Environnement: les espèces invasives, un vrai danger !

Jeudi, Octobre 2, 2014 - 13:58

Le réchauffement climatique ajouté à l’inconscience de l’homme fait proliférer des espèces animales et végétales loin de leur habitat. Risque,

L’affaire commence comme une banale conversation de salon. Deux membres de la diaspora devisent sur ce qu’il y aurait lieu de faire pour aider le pays. L’un propose : « je vais acheter des alevins de truites à Paris ;  j’irai les déverser dans une rivière comme le Djoué, à Brazzaville ». L’idée est généreuse, sauf que l’histoire fournit de nombreux exemples d’initiatives aussi bien intentionnées comme celle-là mais qui ont fini en véritable cauchemar écologique.

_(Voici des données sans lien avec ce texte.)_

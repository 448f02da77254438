use clap::ValueEnum;

/// Shared output mode across all commands.
#[derive(Clone, Copy, Debug, Eq, PartialEq, ValueEnum)]
pub enum OutputFormat {
    Json,
    Table,
    Raw,
}

/// When to color table output.
#[derive(Clone, Copy, Debug, Eq, PartialEq, ValueEnum)]
pub enum ColorMode {
    Auto,
    Always,
    Never,
}

/// Global flags available before or after subcommands.
#[derive(Clone, Debug)]
pub struct GlobalFlags {
    pub format: OutputFormat,
    pub color: ColorMode,
    pub quiet: bool,
    pub verbose: bool,
    pub base_url: Option<String>,
}
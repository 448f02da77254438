//! Error types shared across PricePeek crates.
//!
//! Transport-level errors of a concrete client (e.g. `ClientError` in
//! `peek-client`) are defined in that crate and collapse into [`FetchError`]
//! at the [`ComparisonSource`](crate::ComparisonSource) seam.

use thiserror::Error;

/// A "successful" service response that cannot be shown without guessing.
#[derive(Debug, Clone, PartialEq, Eq, Error)]
pub enum ContractError {
    /// A required price field is absent.
    #[error("missing {field} in comparison response")]
    MissingPrice { field: &'static str },

    /// A price is negative, NaN, or infinite.
    #[error("invalid {field} in comparison response: {value}")]
    InvalidPrice { field: &'static str, value: String },

    /// `cheaper_platform` is absent.
    #[error("missing cheaper_platform in comparison response")]
    MissingPlatform,

    /// `cheaper_platform` names a platform outside the compared set.
    #[error("unrecognized cheaper_platform: {0:?}")]
    UnknownPlatform(String),
}

/// The remote call did not produce a usable response body.
///
/// The detail is kept for logs only; callers surface a fixed message.
#[derive(Debug, Clone, PartialEq, Eq, Error)]
#[error("comparison fetch failed: {detail}")]
pub struct FetchError {
    detail: String,
}

impl FetchError {
    #[must_use]
    pub fn new(detail: impl Into<String>) -> Self {
        Self {
            detail: detail.into(),
        }
    }

    #[must_use]
    pub fn detail(&self) -> &str {
        &self.detail
    }
}
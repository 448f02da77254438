//! Configuration error types.

use thiserror::Error;

#[derive(Debug, Error)]
pub enum ConfigError {
    /// A file or environment value could not be read into [`crate::PeekConfig`].
    #[error("Configuration error: {0}")]
    Figment(#[from] figment::Error),

    /// `service.base_url` cannot prefix a `/compare/<query>` request.
    #[error("Invalid service.base_url '{url}': {reason}")]
    InvalidBaseUrl { url: String, reason: &'static str },
}
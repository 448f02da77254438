//! Wire contract of the remote comparison service and its validated form.
//!
//! [`ComparisonResponse`] mirrors the JSON body of `GET /compare/<query>`
//! field for field and accepts partial bodies, so an error-only answer such as
//! `{"error": "No matching product found"}` still parses. [`Comparison`] is
//! what a successful body becomes once every field the display relies on has
//! been checked.

use schemars::JsonSchema;
use serde::{Deserialize, Serialize};

use crate::enums::Platform;
use crate::errors::ContractError;

/// Body returned by the comparison service.
#[derive(Debug, Clone, Default, PartialEq, Serialize, Deserialize, JsonSchema)]
#[serde(default)]
pub struct ComparisonResponse {
    /// Human-readable label of the matched product.
    pub product_name: Option<String>,
    /// Deep link to the Amazon listing.
    pub amazon_url: Option<String>,
    /// Deep link to the Flipkart listing.
    pub flipkart_url: Option<String>,
    /// Amazon price in whole rupees.
    pub amazon_price: Option<f64>,
    /// Flipkart price in whole rupees.
    pub flipkart_price: Option<f64>,
    /// Platform the service considers cheaper (`"Amazon"` or `"Flipkart"`).
    pub cheaper_platform: Option<String>,
    /// Informational note, e.g. a partial-match caveat.
    pub message: Option<String>,
    /// Failure message. When non-empty the rest of the body is meaningless.
    pub error: Option<String>,
}

impl ComparisonResponse {
    /// The service-supplied failure message, if this body reports one.
    ///
    /// Any non-empty `error` counts, whitespace included; only `""` or an
    /// absent field means no error.
    #[must_use]
    pub fn failure(&self) -> Option<&str> {
        self.error.as_deref().filter(|error| !error.is_empty())
    }

    /// Build an error-only body.
    #[must_use]
    pub fn from_error(message: impl Into<String>) -> Self {
        Self {
            error: Some(message.into()),
            ..Self::default()
        }
    }
}

/// One platform's side of a comparison.
#[derive(Debug, Clone, PartialEq, Serialize, JsonSchema)]
pub struct Listing {
    pub platform: Platform,
    pub price: f64,
    pub url: String,
}

/// A validated, successful comparison.
#[derive(Debug, Clone, PartialEq, Serialize, JsonSchema)]
pub struct Comparison {
    pub product_name: String,
    pub cheaper_platform: Platform,
    pub amazon: Listing,
    pub flipkart: Listing,
    pub message: Option<String>,
}

impl Comparison {
    /// The listing for `platform`.
    #[must_use]
    pub const fn listing(&self, platform: Platform) -> &Listing {
        match platform {
            Platform::Amazon => &self.amazon,
            Platform::Flipkart => &self.flipkart,
        }
    }

    /// Both listings in display order.
    #[must_use]
    pub const fn listings(&self) -> [&Listing; 2] {
        [&self.amazon, &self.flipkart]
    }
}

impl TryFrom<ComparisonResponse> for Comparison {
    type Error = ContractError;

    /// Validate a body whose `error` is empty.
    ///
    /// Both prices must be present, finite and non-negative, and
    /// `cheaper_platform` must name a known platform. The service's choice of
    /// cheaper platform is taken as given, including on ties.
    fn try_from(body: ComparisonResponse) -> Result<Self, Self::Error> {
        let amazon_price = price("amazon_price", body.amazon_price)?;
        let flipkart_price = price("flipkart_price", body.flipkart_price)?;
        let cheaper_platform = body
            .cheaper_platform
            .as_deref()
            .ok_or(ContractError::MissingPlatform)?
            .parse::<Platform>()?;

        Ok(Self {
            product_name: body.product_name.unwrap_or_default(),
            cheaper_platform,
            amazon: Listing {
                platform: Platform::Amazon,
                price: amazon_price,
                url: body.amazon_url.unwrap_or_default(),
            },
            flipkart: Listing {
                platform: Platform::Flipkart,
                price: flipkart_price,
                url: body.flipkart_url.unwrap_or_default(),
            },
            message: body.message.filter(|message| !message.trim().is_empty()),
        })
    }
}

fn price(field: &'static str, value: Option<f64>) -> Result<f64, ContractError> {
    let value = value.ok_or(ContractError::MissingPrice { field })?;
    if value.is_finite() && value >= 0.0 {
        Ok(value)
    } else {
        Err(ContractError::InvalidPrice {
            field,
            value: value.to_string(),
        })
    }
}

Le plus souvent sans même que celui qui est allé au bout d’une telle lubie se sente coupable d’avoir causé un irréversible désastre environnemental !

 

Tout le monde se souvient du film « Cauchemar de Darwin » (1995) qui raconte comment la perche du Nil, un poisson à la chaire savoureuse, a fini par devenir une espèce régnante du Lac Victoria, en Ouganda, un pays qui n’a pas de bordure maritime. De véritables apprentis sorciers coloniaux l’y avaient transporté depuis l’Egypte. Entreprise tellement bien réussie aujourd’hui que le Lac ne fournit plus ni carpes ni silures mais seulement de la perche du Nil. Poisson dont l’Ouganda est presque devenu l’exportateur exclusif.

 

Il serait hasardeux de conclure que cette expérience ne s’est finalement pas trop mal passée puisque poisson pour poisson, la perche vaut bien un tilapia. Oui, sauf que la nature est une longue succession de chaînons s’interpénétrant. Les prédateurs se nourrissent de proies qui aèrent la forêt ou la savane où l’herbe et les feuilles sont la nourriture des herbivores etc… Forcer un lieu à devenir une zone de colonisation exclusive d’une espèce et d’une seule, c’est jouer au Dr Frankenstein là où la nature met des millions d’années à se constituer.

 

Cette question pourrait paraître théorique ; elle ne l’est absolument pas. Les dangers des espèces invasives ont des conséquences qui se calculent en milliards de dollars de pertes au niveau mondial. La lutte contre la méduse en Méditerranée coûte cher. La ville américaine de Chicago vient de prendre une position spectaculaire cette année en interdisant la carpe asiatique, une espèce de poisson invasive dont les ravages s’offrent à voir dans les cours d’eau et les lacs américains jusqu’au Canada. La moule zébrée, originaire des mers Noire, Caspienne et d'Aral, est arrivée dans les eaux américaines et canadiennes. Elle devient une vraie engeance en Australie, au Canada et en Nouvelle Zélande où elle constitue un réel danger pour… les centrales hydroélectriques dont elle obstrue les tuyaux d’évacuation des eaux !

 

Mais il n’y a pas que les exemples ‘exotiques’, lointains. Plus près de nous dans les deux Congo, les paysans se plaignent du surgissement dans leur paysage d’une variété de plante très invasive. Faute de familiarité avec les traditions, dans le Pool, on l’appelle « lantanier ». Mais c’est un nom par défaut. Car contrairement au lantanier aux belles fleurs de notre environnement habituel, cette espèce-ci croît en buissons denses, envahit son lieu de vie d’un nuage de fleurs cotonneuses qui voguent au gré des vents et finissent par reconstituer d’autres arbustes là où vont se fixer. Sous son épais feuillage, rien ne pousse. La forêt et la savane finissent par lui céder leur place.

 

Il en est de même pour la jacinthe d’eau que charrie le fleuve Congo. Il s’est trouvé des petits malins qui se sont amusés à la prélever la porter à consommer, loin de la ville, aux porcs qui en sont friands. Le résultat est qu’il a suffi de quelques pieds de jacinthes pour qu’une véritable « forêt » se recrée dans des environnements où on était loin de les imaginer. Et comme un tapis de jacinthe sur un étang ne laisse pas filtrer la lumière ; que les racines sont gloutonnes en oxygène, le résultat est que là où elle prolifère, il faut opérer un choix drastique : ou élever des porcs, ou élever des poissons . Car la jacinthe nourrit l’un mais tue l’autre.